TUC cannot assume sole rights to represent workers’ interests - Federation of Labour

Abraham Koomson 530x330 GFL Secretary-General, Abraham Koomson

Thu, 21 Jul 2022 Source: GNA

Mr Caleb Nartey, the President of the Ghana Federation of Labour (GFL), says the labour law was not explicit on the status of the Ghana Trades Union Congress (TUC) to assume the sole right to represent workers without consulting the others.

Mr Nartey explained that with the coming into force of recognized organized labour, no national union would lose its relevance, but it would have the local unions at the bottom to engage workers while a choice would be made on those to sit at the various tops to represent employees.

He added that “when we are together as one, we will be more powerful than the parliamentarians, and can, therefore, champion workers’ issues better.”

He said the unions were disorganised, which was making it difficult for them to present a united front to fight policies, salaries, and conditions of work issues and this was making the government and employers happy.

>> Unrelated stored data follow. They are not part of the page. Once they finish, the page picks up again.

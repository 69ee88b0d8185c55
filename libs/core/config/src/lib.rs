pub mod amqp;
pub mod server;
pub mod service;
pub mod smtp;
pub mod tracing;

use std::env;
use std::str::FromStr;
use thiserror::Error;

/// Configuration error type
#[derive(Error, Debug)]
pub enum ConfigError {
    #[error("Environment variable '{0}' is required but not set")]
    MissingEnvVar(String),

    #[error("Failed to parse environment variable '{key}': {details}")]
    ParseError { key: String, details: String },

    #[error("Invalid value for environment variable '{key}': {details}")]
    Invalid { key: String, details: String },
}

impl ConfigError {
    pub fn invalid(key: &str, details: impl Into<String>) -> Self {
        ConfigError::Invalid {
            key: key.to_string(),
            details: details.into(),
        }
    }
}

/// Application environment
#[derive(Clone, Debug, PartialEq, Eq)]
pub enum Environment {
    Development,
    Production,
}

impl Environment {
    pub fn from_env() -> Self {
        let app_env = env::var("APP_ENV").unwrap_or_else(|_| "development".to_string());

        if app_env.eq_ignore_ascii_case("production") {
            Environment::Production
        } else {
            Environment::Development
        }
    }

    pub fn is_production(&self) -> bool {
        matches!(self, Environment::Production)
    }

    pub fn is_development(&self) -> bool {
        matches!(self, Environment::Development)
    }

    pub fn as_str(&self) -> &'static str {
        match self {
            Environment::Development => "development",
            Environment::Production => "production",
        }
    }
}

/// Trait for configuration that can be loaded from environment variables
pub trait FromEnv: Sized {
    fn from_env() -> Result<Self, ConfigError>;
}

/// Helper to load and parse environment variable with a default value
pub fn env_or_default(key: &str, default: &str) -> String {
    env::var(key).unwrap_or_else(|_| default.to_string())
}

/// Helper to load and parse environment variable or return error
pub fn env_required(key: &str) -> Result<String, ConfigError> {
    match env::var(key) {
        Ok(value) if !value.trim().is_empty() => Ok(value),
        _ => Err(ConfigError::MissingEnvVar(key.to_string())),
    }
}

/// Optional variable; empty strings count as unset.
pub fn env_optional(key: &str) -> Option<String> {
    env::var(key).ok().filter(|v| !v.trim().is_empty())
}

/// Parse a variable into `T`, falling back to `default` when unset.
pub fn env_parse_or<T>(key: &str, default: T) -> Result<T, ConfigError>
where
    T: FromStr,
    T::Err: std::fmt::Display,
{
    match env_optional(key) {
        Some(raw) => raw.trim().parse().map_err(|e: T::Err| ConfigError::ParseError {
            key: key.to_string(),
            details: e.to_string(),
        }),
        None => Ok(default),
    }
}

/// Boolean flag: `true`/`1`/`yes` (case-insensitive) are truthy, `false`/`0`/`no` falsy.
pub fn env_flag(key: &str, default: bool) -> Result<bool, ConfigError> {
    match env_optional(key) {
        Some(raw) => match raw.trim().to_ascii_lowercase().as_str() {
            "true" | "1" | "yes" => Ok(true),
            "false" | "0" | "no" => Ok(false),
            other => Err(ConfigError::ParseError {
                key: key.to_string(),
                details: format!("expected a boolean, got '{}'", other),
            }),
        },
        None => Ok(default),
    }
}
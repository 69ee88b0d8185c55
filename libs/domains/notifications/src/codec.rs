//! Decoding of raw queue payloads into [`SendRequest`]s.
//!
//! Expected payload (JSON object):
//!
//! ```json
//! { "type": "notification", "recipient": "a@b.com", "content": "Hello",
//!   "recipientName": "A", "actionUrl": "https://..." }
//! ```
//!
//! `recipient`, `content` and `type` are required strings. `type` is matched
//! against the alias table in [`EmailKind`]; unknown tags fall back to
//! `Notification` with a warning instead of failing.

use crate::error::{NotificationError, NotificationResult};
use crate::models::{EmailKind, SendRequest};
use serde_json::{Map, Value};
use tracing::warn;

/// Parse and validate a raw payload.
pub fn parse(raw: &[u8]) -> NotificationResult<SendRequest> {
    let value: Value = serde_json::from_slice(raw)?;
    let Value::Object(fields) = value else {
        return Err(NotificationError::MalformedMessage(
            "expected a JSON object".to_string(),
        ));
    };

    let recipient = required_string(&fields, "recipient")?;
    let content = required_string(&fields, "content")?;
    if content.trim().is_empty() {
        return Err(NotificationError::MalformedMessage(
            "Invalid content".to_string(),
        ));
    }
    let type_tag = required_string(&fields, "type")?;

    let kind = EmailKind::from_alias(type_tag).unwrap_or_else(|| {
        warn!(email_type = %type_tag, "Unknown email type, using notification");
        EmailKind::Notification
    });

    let recipient_name = optional_string(&fields, &["recipientName", "recipient_name"])
        .unwrap_or_else(|| local_part(recipient));

    let mut request = SendRequest::new(kind, recipient, content).with_recipient_name(recipient_name);
    if let Some(url) = optional_string(&fields, &["actionUrl", "action_url"]) {
        request = request.with_action_url(url);
    }

    Ok(request)
}

fn required_string<'a>(fields: &'a Map<String, Value>, key: &str) -> NotificationResult<&'a str> {
    match fields.get(key) {
        Some(Value::String(s)) if !s.is_empty() => Ok(s),
        _ => Err(NotificationError::MalformedMessage(format!("Invalid {}", key))),
    }
}

/// First non-empty string among `keys`.
fn optional_string(fields: &Map<String, Value>, keys: &[&str]) -> Option<String> {
    keys.iter()
        .filter_map(|key| fields.get(*key))
        .filter_map(Value::as_str)
        .find(|s| !s.trim().is_empty())
        .map(str::to_string)
}

fn local_part(address: &str) -> String {
    address.split('@').next().unwrap_or(address).to_string()
}
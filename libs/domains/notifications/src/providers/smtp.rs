//! SMTP email provider implementation using lettre.

use super::{EmailContent, EmailProvider, SentEmail};
use crate::error::{NotificationError, NotificationResult};
use async_trait::async_trait;
use core_config::smtp::SmtpConfig;
use lettre::{
    message::{header::ContentType, Mailbox, MultiPart, SinglePart},
    transport::smtp::authentication::Credentials,
    Address, AsyncSmtpTransport, AsyncTransport, Message, Tokio1Executor,
};
use std::sync::Arc;
use tracing::{debug, error, info};
use uuid::Uuid;

/// How the transport talks to the server.
#[derive(Debug, Clone, Copy, PartialEq, Eq)]
pub enum TransportSecurity {
    /// TLS from the first byte (`SMTP_SECURE=true`, usually port 465).
    ImplicitTls,
    /// Plain connection upgraded with STARTTLS before authenticating.
    StartTls,
    /// No TLS at all (local catch-all servers like Mailpit).
    Plaintext,
}

impl TransportSecurity {
    pub fn for_config(config: &SmtpConfig) -> Self {
        if config.secure {
            TransportSecurity::ImplicitTls
        } else if config.has_credentials() {
            TransportSecurity::StartTls
        } else {
            TransportSecurity::Plaintext
        }
    }
}

/// SMTP delivery gateway.
pub struct SmtpProvider {
    transport: AsyncSmtpTransport<Tokio1Executor>,
    from: Mailbox,
    config: Arc<SmtpConfig>,
}

impl SmtpProvider {
    /// Create a new SMTP provider.
    pub fn new(config: SmtpConfig) -> NotificationResult<Self> {
        let transport = Self::build_transport(&config)?;
        let from = Self::from_mailbox(&config)?;

        info!(
            host = %config.host,
            port = config.port,
            security = ?TransportSecurity::for_config(&config),
            authenticated = config.has_credentials(),
            "Initializing SMTP transport"
        );

        Ok(Self {
            transport,
            from,
            config: Arc::new(config),
        })
    }

    /// Build the SMTP transport based on configuration.
    fn build_transport(config: &SmtpConfig) -> NotificationResult<AsyncSmtpTransport<Tokio1Executor>> {
        let builder = match TransportSecurity::for_config(config) {
            TransportSecurity::ImplicitTls => AsyncSmtpTransport::<Tokio1Executor>::relay(&config.host)
                .map_err(|e| NotificationError::Config(format!("Failed to create SMTP relay: {}", e)))?,
            TransportSecurity::StartTls => {
                AsyncSmtpTransport::<Tokio1Executor>::starttls_relay(&config.host).map_err(|e| {
                    NotificationError::Config(format!("Failed to create STARTTLS relay: {}", e))
                })?
            }
            TransportSecurity::Plaintext => AsyncSmtpTransport::<Tokio1Executor>::builder_dangerous(&config.host),
        };

        let mut builder = builder.port(config.port).timeout(config.send_timeout);

        if let (Some(username), Some(password)) = (&config.username, &config.password) {
            builder = builder.credentials(Credentials::new(username.clone(), password.clone()));
        }

        Ok(builder.build())
    }

    fn from_mailbox(config: &SmtpConfig) -> NotificationResult<Mailbox> {
        let address: Address = config
            .from_email
            .parse()
            .map_err(|e| NotificationError::Config(format!("Invalid from address: {}", e)))?;
        Ok(Mailbox::new(Some(config.from_name.clone()), address))
    }

    fn new_message_id(&self) -> String {
        format!("<{}@{}>", Uuid::new_v4(), self.config.from_domain())
    }

    /// Build a lettre Message from EmailContent.
    fn build_message(&self, email: &EmailContent, message_id: &str) -> NotificationResult<Message> {
        let address: Address = email
            .to_email
            .parse()
            .map_err(|e| NotificationError::InvalidRecipient(format!("{}: {}", email.to_email, e)))?;
        let to = Mailbox::new(email.to_name.clone(), address);

        // Build multipart message with both text and HTML
        Message::builder()
            .from(self.from.clone())
            .to(to)
            .subject(&email.subject)
            .message_id(Some(message_id.to_string()))
            .multipart(
                MultiPart::alternative()
                    .singlepart(
                        SinglePart::builder()
                            .header(ContentType::TEXT_PLAIN)
                            .body(email.text_body.clone()),
                    )
                    .singlepart(
                        SinglePart::builder()
                            .header(ContentType::TEXT_HTML)
                            .body(email.html_body.clone()),
                    ),
            )
            .map_err(|e| NotificationError::Provider(format!("Failed to build email message: {}", e)))
    }
}

#[async_trait]
impl EmailProvider for SmtpProvider {
    async fn send(&self, email: &EmailContent) -> NotificationResult<SentEmail> {
        debug!(
            to = %email.to_email,
            subject = %email.subject,
            host = %self.config.host,
            port = %self.config.port,
            "Sending email via SMTP"
        );

        let message_id = self.new_message_id();
        let message = self.build_message(email, &message_id)?;

        self.transport.send(message).await.map_err(|e| {
            error!(
                to = %email.to_email,
                error = %e,
                "Failed to send email via SMTP"
            );
            NotificationError::Provider(format!("SMTP send failed: {}", e))
        })?;

        info!(
            to = %email.to_email,
            message_id = %message_id,
            "Email sent successfully via SMTP"
        );

        Ok(SentEmail { message_id })
    }

    fn name(&self) -> &'static str {
        "SMTP"
    }

    async fn health_check(&self) -> NotificationResult<bool> {
        self.transport
            .test_connection()
            .await
            .map_err(|e| NotificationError::Provider(format!("SMTP health check failed: {}", e)))
    }
}

#[cfg(test)]
mod tests {
    use super::*;

    fn config() -> SmtpConfig {
        SmtpConfig::new("localhost", "noreply@gauas.lab").with_port(1025)
    }

    fn content(to: &str) -> EmailContent {
        EmailContent {
            to_email: to.to_string(),
            to_name: Some("Alice".to_string()),
            subject: "Thông báo từ Gauas.lab".to_string(),
            html_body: "<p>Hello</p>".to_string(),
            text_body: "Hello".to_string(),
        }
    }

    #[test]
    fn test_transport_security_selection() {
        assert_eq!(TransportSecurity::for_config(&config()), TransportSecurity::Plaintext);
        assert_eq!(
            TransportSecurity::for_config(&config().with_credentials("user", "pass")),
            TransportSecurity::StartTls
        );
        assert_eq!(
            TransportSecurity::for_config(&config().with_secure(true).with_credentials("user", "pass")),
            TransportSecurity::ImplicitTls
        );
    }

    #[tokio::test]
    async fn test_new_provider_from_config() {
        let provider = SmtpProvider::new(config()).unwrap();
        assert_eq!(provider.name(), "SMTP");
        assert_eq!(provider.from.email.to_string(), "noreply@gauas.lab");
        assert_eq!(provider.from.name.as_deref(), Some("Gau Email Service"));
    }

    #[tokio::test]
    async fn test_message_id_uses_sender_domain() {
        let provider = SmtpProvider::new(config()).unwrap();
        let id = provider.new_message_id();
        assert!(id.starts_with('<'));
        assert!(id.ends_with("@gauas.lab>"));
        assert_ne!(id, provider.new_message_id());
    }

    #[tokio::test]
    async fn test_build_message() {
        let provider = SmtpProvider::new(config()).unwrap();
        let message = provider
            .build_message(&content("alice@example.com"), "<id-1@gauas.lab>")
            .unwrap();

        let raw = String::from_utf8(message.formatted()).unwrap();
        assert!(raw.contains("Message-ID: <id-1@gauas.lab>"));
        assert!(raw.contains("alice@example.com"));
        assert!(raw.contains("noreply@gauas.lab"));
        assert!(raw.contains("multipart/alternative"));
    }

    #[tokio::test]
    async fn test_build_message_rejects_bad_recipient() {
        let provider = SmtpProvider::new(config()).unwrap();
        let err = provider
            .build_message(&content("not-an-email"), "<id@gauas.lab>")
            .unwrap_err();
        assert!(matches!(err, NotificationError::InvalidRecipient(_)));
    }
}
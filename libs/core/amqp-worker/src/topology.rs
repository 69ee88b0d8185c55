//! Exchange/queue topology derived from `ConsumerConfig`

use crate::broker::BrokerChannel;
use crate::config::ConsumerConfig;
use crate::error::QueueError;
use tracing::debug;

#[derive(Debug, Clone, Copy, PartialEq, Eq)]
pub enum ExchangeType {
    Topic,
    Fanout,
}

#[derive(Debug, Clone, PartialEq, Eq)]
pub struct ExchangeSpec {
    pub name: String,
    pub kind: ExchangeType,
    pub durable: bool,
}

#[derive(Debug, Clone, PartialEq, Eq)]
pub struct QueueSpec {
    pub name: String,
    pub durable: bool,
    /// `x-message-ttl`
    pub message_ttl_ms: Option<u32>,
    /// `x-max-length`
    pub max_length: Option<u32>,
    /// `x-dead-letter-exchange`
    pub dead_letter_exchange: Option<String>,
}

#[derive(Debug, Clone, PartialEq, Eq)]
pub struct BindingSpec {
    pub queue: String,
    pub exchange: String,
    pub routing_key: String,
}

/// Fanout DLX plus the queue that collects rejected messages
#[derive(Debug, Clone, PartialEq, Eq)]
pub struct DeadLetterTopology {
    pub exchange: ExchangeSpec,
    pub queue: QueueSpec,
    pub binding: BindingSpec,
}

#[derive(Debug, Clone, PartialEq, Eq)]
pub struct Topology {
    pub exchange: ExchangeSpec,
    pub queue: QueueSpec,
    pub binding: BindingSpec,
    pub dead_letter: Option<DeadLetterTopology>,
}

impl Topology {
    pub fn from_config(config: &ConsumerConfig) -> Self {
        let dead_letter = config.dead_letter_exchange.as_ref().map(|dlx| {
            let queue = format!("{}.dead", config.queue);
            DeadLetterTopology {
                exchange: ExchangeSpec {
                    name: dlx.clone(),
                    kind: ExchangeType::Fanout,
                    durable: true,
                },
                queue: QueueSpec {
                    name: queue.clone(),
                    durable: true,
                    message_ttl_ms: None,
                    max_length: None,
                    dead_letter_exchange: None,
                },
                binding: BindingSpec {
                    queue,
                    exchange: dlx.clone(),
                    routing_key: String::new(),
                },
            }
        });

        Self {
            exchange: ExchangeSpec {
                name: config.exchange.clone(),
                kind: ExchangeType::Topic,
                durable: true,
            },
            queue: QueueSpec {
                name: config.queue.clone(),
                durable: true,
                message_ttl_ms: Some(config.message_ttl_ms),
                max_length: Some(config.max_length),
                dead_letter_exchange: config.dead_letter_exchange.clone(),
            },
            binding: BindingSpec {
                queue: config.queue.clone(),
                exchange: config.exchange.clone(),
                routing_key: config.routing_pattern.clone(),
            },
            dead_letter,
        }
    }

    /// Declare everything on `channel`. The DLX goes first so the main queue
    /// can reference it.
    pub async fn declare(&self, channel: &dyn BrokerChannel) -> Result<(), QueueError> {
        if let Some(dead_letter) = &self.dead_letter {
            channel.declare_exchange(&dead_letter.exchange).await?;
            channel.declare_queue(&dead_letter.queue).await?;
            channel.bind_queue(&dead_letter.binding).await?;
            debug!(
                exchange = %dead_letter.exchange.name,
                queue = %dead_letter.queue.name,
                "Dead-letter topology declared"
            );
        }

        channel.declare_exchange(&self.exchange).await?;
        channel.declare_queue(&self.queue).await?;
        channel.bind_queue(&self.binding).await?;

        debug!(
            exchange = %self.exchange.name,
            queue = %self.queue.name,
            routing_key = %self.binding.routing_key,
            "Queue bound to exchange"
        );
        Ok(())
    }
}

#[cfg(test)]
mod tests {
    use super::*;

    #[test]
    fn test_default_topology() {
        let topology = Topology::from_config(&ConsumerConfig::default());

        assert_eq!(topology.exchange.kind, ExchangeType::Topic);
        assert!(topology.exchange.durable);
        assert!(topology.queue.durable);
        assert_eq!(topology.queue.message_ttl_ms, Some(86_400_000));
        assert_eq!(topology.queue.max_length, Some(10_000));
        assert_eq!(topology.queue.dead_letter_exchange, None);
        assert_eq!(topology.binding.routing_key, "email.*");
        assert_eq!(topology.binding.exchange, "email_exchange");
        assert!(topology.dead_letter.is_none());
    }

    #[test]
    fn test_dead_letter_topology() {
        let config = ConsumerConfig::default().with_dead_letter_exchange(Some("email_dlx".into()));
        let topology = Topology::from_config(&config);

        assert_eq!(topology.queue.dead_letter_exchange.as_deref(), Some("email_dlx"));
        let dead_letter = topology.dead_letter.unwrap();
        assert_eq!(dead_letter.exchange.kind, ExchangeType::Fanout);
        assert_eq!(dead_letter.queue.name, "email_queue.dead");
        assert_eq!(dead_letter.binding.exchange, "email_dlx");
    }
}
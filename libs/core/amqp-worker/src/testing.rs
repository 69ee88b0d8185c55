//! In-memory broker for exercising the consumer without RabbitMQ.
//!
//! Requeue semantics follow a broker with a retry-incrementing republish
//! step: `nack(requeue = true)` puts the message back with
//! `retry_count + 1` and `redelivered = true`.

use std::collections::VecDeque;
use std::sync::{Arc, Mutex, PoisonError};
use std::time::Duration;

use async_trait::async_trait;
use futures::StreamExt;
use tokio::sync::mpsc;
use tokio_stream::wrappers::UnboundedReceiverStream;

use crate::broker::{
    Acker, BrokerChannel, BrokerConnection, BrokerConnector, ConnectionEvent, ConnectionListener,
    Delivery, DeliveryStream, InboundMessage, OutboundMessage,
};
use crate::error::QueueError;
use crate::topology::{BindingSpec, ExchangeSpec, QueueSpec};

#[derive(Debug, Clone, Copy, PartialEq, Eq)]
pub enum AckKind {
    Ack,
    Nack { requeue: bool },
}

/// One settled delivery
#[derive(Debug, Clone, PartialEq, Eq)]
pub struct AckRecord {
    pub message_id: Option<String>,
    pub retry_count: u32,
    pub kind: AckKind,
}

/// Topology and QoS calls, in order
#[derive(Debug, Clone, PartialEq, Eq)]
pub enum TopologyOp {
    Exchange(ExchangeSpec),
    Queue(QueueSpec),
    Bind(BindingSpec),
    Prefetch(u16),
}

struct Shared {
    connect_calls: usize,
    connect_delay: Duration,
    fail_next: usize,
    always_fail: bool,
    fail_publishes: bool,
    redeliver_on_requeue: bool,
    backlog: VecDeque<InboundMessage>,
    sender: Option<mpsc::UnboundedSender<InboundMessage>>,
    listeners: Vec<ConnectionListener>,
    acks: Vec<AckRecord>,
    published: Vec<OutboundMessage>,
    topology: Vec<TopologyOp>,
    closes: Vec<&'static str>,
    history: Vec<&'static str>,
    outstanding: usize,
    max_outstanding: usize,
}

impl Shared {
    fn enqueue(&mut self, message: InboundMessage) {
        match &self.sender {
            Some(sender) => {
                if let Err(mpsc::error::SendError(message)) = sender.send(message) {
                    self.backlog.push_back(message);
                }
            }
            None => self.backlog.push_back(message),
        }
    }
}

/// Shared handle; clones observe the same broker.
#[derive(Clone)]
pub struct InMemoryBroker {
    shared: Arc<Mutex<Shared>>,
}

impl Default for InMemoryBroker {
    fn default() -> Self {
        Self::new()
    }
}

impl InMemoryBroker {
    pub fn new() -> Self {
        Self {
            shared: Arc::new(Mutex::new(Shared {
                connect_calls: 0,
                connect_delay: Duration::ZERO,
                fail_next: 0,
                always_fail: false,
                fail_publishes: false,
                redeliver_on_requeue: true,
                backlog: VecDeque::new(),
                sender: None,
                listeners: Vec::new(),
                acks: Vec::new(),
                published: Vec::new(),
                topology: Vec::new(),
                closes: Vec::new(),
                history: Vec::new(),
                outstanding: 0,
                max_outstanding: 0,
            })),
        }
    }

    fn lock(&self) -> std::sync::MutexGuard<'_, Shared> {
        self.shared.lock().unwrap_or_else(PoisonError::into_inner)
    }

    /// Fail the next `n` connection attempts
    pub fn fail_next_connects(&self, n: usize) {
        self.lock().fail_next = n;
    }

    pub fn set_always_fail(&self, fail: bool) {
        self.lock().always_fail = fail;
    }

    /// Delay every connection attempt before it succeeds or fails
    pub fn set_connect_delay(&self, delay: Duration) {
        self.lock().connect_delay = delay;
    }

    /// Reject publishes as an unconfirmed broker would
    pub fn set_fail_publishes(&self, fail: bool) {
        self.lock().fail_publishes = fail;
    }

    /// When disabled, requeued messages are recorded but not redelivered
    pub fn set_redeliver_on_requeue(&self, redeliver: bool) {
        self.lock().redeliver_on_requeue = redeliver;
    }

    /// Queue a message for delivery
    pub fn publish(&self, message: InboundMessage) {
        self.lock().enqueue(message);
    }

    /// Simulate the broker dropping the connection
    pub fn drop_connection(&self) {
        let listeners = {
            let mut shared = self.lock();
            shared.sender = None;
            std::mem::take(&mut shared.listeners)
        };
        for listener in &listeners {
            listener(ConnectionEvent::Closed(Some("connection reset by broker".to_string())));
        }
    }

    pub fn connect_calls(&self) -> usize {
        self.lock().connect_calls
    }

    pub fn acks(&self) -> Vec<AckRecord> {
        self.lock().acks.clone()
    }

    pub fn published(&self) -> Vec<OutboundMessage> {
        self.lock().published.clone()
    }

    pub fn topology(&self) -> Vec<TopologyOp> {
        self.lock().topology.clone()
    }

    /// `"channel"` / `"connection"` in the order they were closed
    pub fn closes(&self) -> Vec<&'static str> {
        self.lock().closes.clone()
    }

    /// Highest number of simultaneously unsettled deliveries
    pub fn max_outstanding(&self) -> usize {
        self.lock().max_outstanding
    }

    /// Settlements and closes interleaved in the order they happened:
    /// `"ack"`, `"nack"`, `"channel"`, `"connection"`
    pub fn history(&self) -> Vec<&'static str> {
        self.lock().history.clone()
    }

    /// Poll until `n` deliveries have been settled
    pub async fn wait_for_acks(&self, n: usize, timeout: Duration) -> Vec<AckRecord> {
        self.wait_until(timeout, |b| b.acks().len() >= n).await;
        self.acks()
    }

    /// Poll until `condition` holds or `timeout` expires; returns whether it held.
    pub async fn wait_until(&self, timeout: Duration, condition: impl Fn(&Self) -> bool) -> bool {
        let deadline = tokio::time::Instant::now() + timeout;
        loop {
            if condition(self) {
                return true;
            }
            if tokio::time::Instant::now() >= deadline {
                return false;
            }
            tokio::time::sleep(Duration::from_millis(5)).await;
        }
    }
}

#[async_trait]
impl BrokerConnector for InMemoryBroker {
    async fn connect(&self) -> Result<Box<dyn BrokerConnection>, QueueError> {
        let delay = {
            let mut shared = self.lock();
            shared.connect_calls += 1;
            shared.connect_delay
        };
        if !delay.is_zero() {
            tokio::time::sleep(delay).await;
        }

        let mut shared = self.lock();
        if shared.always_fail {
            return Err(QueueError::Connection("connection refused".to_string()));
        }
        if shared.fail_next > 0 {
            shared.fail_next -= 1;
            return Err(QueueError::Connection("connection refused".to_string()));
        }
        shared.listeners.clear();

        Ok(Box::new(MemoryConnection {
            broker: self.clone(),
        }))
    }
}

struct MemoryConnection {
    broker: InMemoryBroker,
}

#[async_trait]
impl BrokerConnection for MemoryConnection {
    async fn create_channel(&self) -> Result<Arc<dyn BrokerChannel>, QueueError> {
        Ok(Arc::new(MemoryChannel {
            broker: self.broker.clone(),
        }))
    }

    fn subscribe(&self, listener: ConnectionListener) {
        self.broker.lock().listeners.push(listener);
    }

    async fn close(&self) -> Result<(), QueueError> {
        let mut shared = self.broker.lock();
        shared.closes.push("connection");
        shared.history.push("connection");
        shared.sender = None;
        shared.listeners.clear();
        Ok(())
    }
}

struct MemoryChannel {
    broker: InMemoryBroker,
}

#[async_trait]
impl BrokerChannel for MemoryChannel {
    async fn declare_exchange(&self, spec: &ExchangeSpec) -> Result<(), QueueError> {
        self.broker.lock().topology.push(TopologyOp::Exchange(spec.clone()));
        Ok(())
    }

    async fn declare_queue(&self, spec: &QueueSpec) -> Result<(), QueueError> {
        self.broker.lock().topology.push(TopologyOp::Queue(spec.clone()));
        Ok(())
    }

    async fn bind_queue(&self, spec: &BindingSpec) -> Result<(), QueueError> {
        self.broker.lock().topology.push(TopologyOp::Bind(spec.clone()));
        Ok(())
    }

    async fn set_prefetch(&self, count: u16) -> Result<(), QueueError> {
        self.broker.lock().topology.push(TopologyOp::Prefetch(count));
        Ok(())
    }

    async fn consume(&self, _queue: &str, _consumer_tag: &str) -> Result<DeliveryStream, QueueError> {
        let (tx, rx) = mpsc::unbounded_channel();
        {
            let mut shared = self.broker.lock();
            while let Some(message) = shared.backlog.pop_front() {
                let _ = tx.send(message);
            }
            shared.sender = Some(tx);
        }

        let broker = self.broker.clone();
        let stream = UnboundedReceiverStream::new(rx).map(move |message| {
            {
                let mut shared = broker.lock();
                shared.outstanding += 1;
                shared.max_outstanding = shared.max_outstanding.max(shared.outstanding);
            }
            Ok(Delivery::new(
                message.clone(),
                Box::new(MemoryAcker {
                    broker: broker.clone(),
                    message,
                }),
            ))
        });
        Ok(stream.boxed())
    }

    async fn publish(&self, _exchange: &str, message: &OutboundMessage) -> Result<(), QueueError> {
        let mut shared = self.broker.lock();
        if shared.fail_publishes {
            return Err(QueueError::Publish("publish not confirmed by broker".to_string()));
        }
        shared.published.push(message.clone());
        shared.enqueue(InboundMessage {
            body: message.body.clone(),
            message_id: message.message_id.clone(),
            routing_key: message.routing_key.clone(),
            retry_count: message.retry_count,
            redelivered: false,
        });
        Ok(())
    }

    async fn close(&self) -> Result<(), QueueError> {
        let mut shared = self.broker.lock();
        shared.closes.push("channel");
        shared.history.push("channel");
        shared.sender = None;
        Ok(())
    }
}

struct MemoryAcker {
    broker: InMemoryBroker,
    message: InboundMessage,
}

impl MemoryAcker {
    fn settle(&self, kind: AckKind) {
        let mut shared = self.broker.lock();
        shared.outstanding = shared.outstanding.saturating_sub(1);
        shared.acks.push(AckRecord {
            message_id: self.message.message_id.clone(),
            retry_count: self.message.retry_count,
            kind,
        });
        shared.history.push(match kind {
            AckKind::Ack => "ack",
            AckKind::Nack { .. } => "nack",
        });

        if kind == (AckKind::Nack { requeue: true }) && shared.redeliver_on_requeue {
            let mut message = self.message.clone();
            message.retry_count = message.retry_count.saturating_add(1);
            message.redelivered = true;
            shared.enqueue(message);
        }
    }
}

#[async_trait]
impl Acker for MemoryAcker {
    async fn ack(&self) -> Result<(), QueueError> {
        self.settle(AckKind::Ack);
        Ok(())
    }

    async fn nack(&self, requeue: bool) -> Result<(), QueueError> {
        self.settle(AckKind::Nack { requeue });
        Ok(())
    }
}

Mr Nartey stated this during the Ghana News Agency Seminar in Tema to allow state and non-state actors to address national issues.

The President of the Ghana Federation of Labour reminded unions that the interest of the employer or investor was to make more profit, while that of the worker was to receive more pay, which would affect the employer, therefore, their joy at the unorganized lab our front.

Mr Nartey said union pluralism was made possible and easy with the replacement of Act 299 of 1965 with the Act 2003 (Act 651), which stipulated that the worker has the right to join a union, and also that two people belonging to the same entity could form a union.

Speaking on the Labour Act, Mr Emmanuel Addo Kumi, the Vice Chairman of Tema District Council of Labour (TDCL), said even though the Act gave the freedom to have more than one union at an establishment, it eschewed having conflicts among them.

Mr Kumi, who is also the Greater Accra Regional Vice Chairman of the Ghana Trades Union Congress, said pluralism had given liberty to workers to have different groupings at the workplace but has a clause to ensure that the union with the majority number have the right of negotiation.

He said to determine who has the majority, a headcount would be carried out and the certificate of bargain issued to their mother union, adding, however, that the majority group is mandated to consult the minority group on issues before negotiating.

Contributing to the discussion, Mr Abraham Koomson, GFL Secretary-General, called on national unions in Ghana to unite to create a formidable force to protect the interest of workers.

He noted that until organized labour was properly structured, employers and government would continue to exploit and neglect the rights of workers.

He said even though union pluralization was good, it was still very important for the various unions to come together to have the needed organized labour as referred to in the Labour Act 2003 (Act 651).

Mr Koomson noted that Ghana currently has about 140 labour unions compared to the 18 before in 2003, saying that most of these unions unfortunately were not strong.

He added that unions must know the mission of unionism to discharge their responsibilities to workers effectively and efficiently, stressing that unfortunately currently some form unions only for their interests against that of the workforce.

He said it was unfortunate that the moves to get a structure for organized labour has stalled for about six years even though the process was expected to be completed within six months.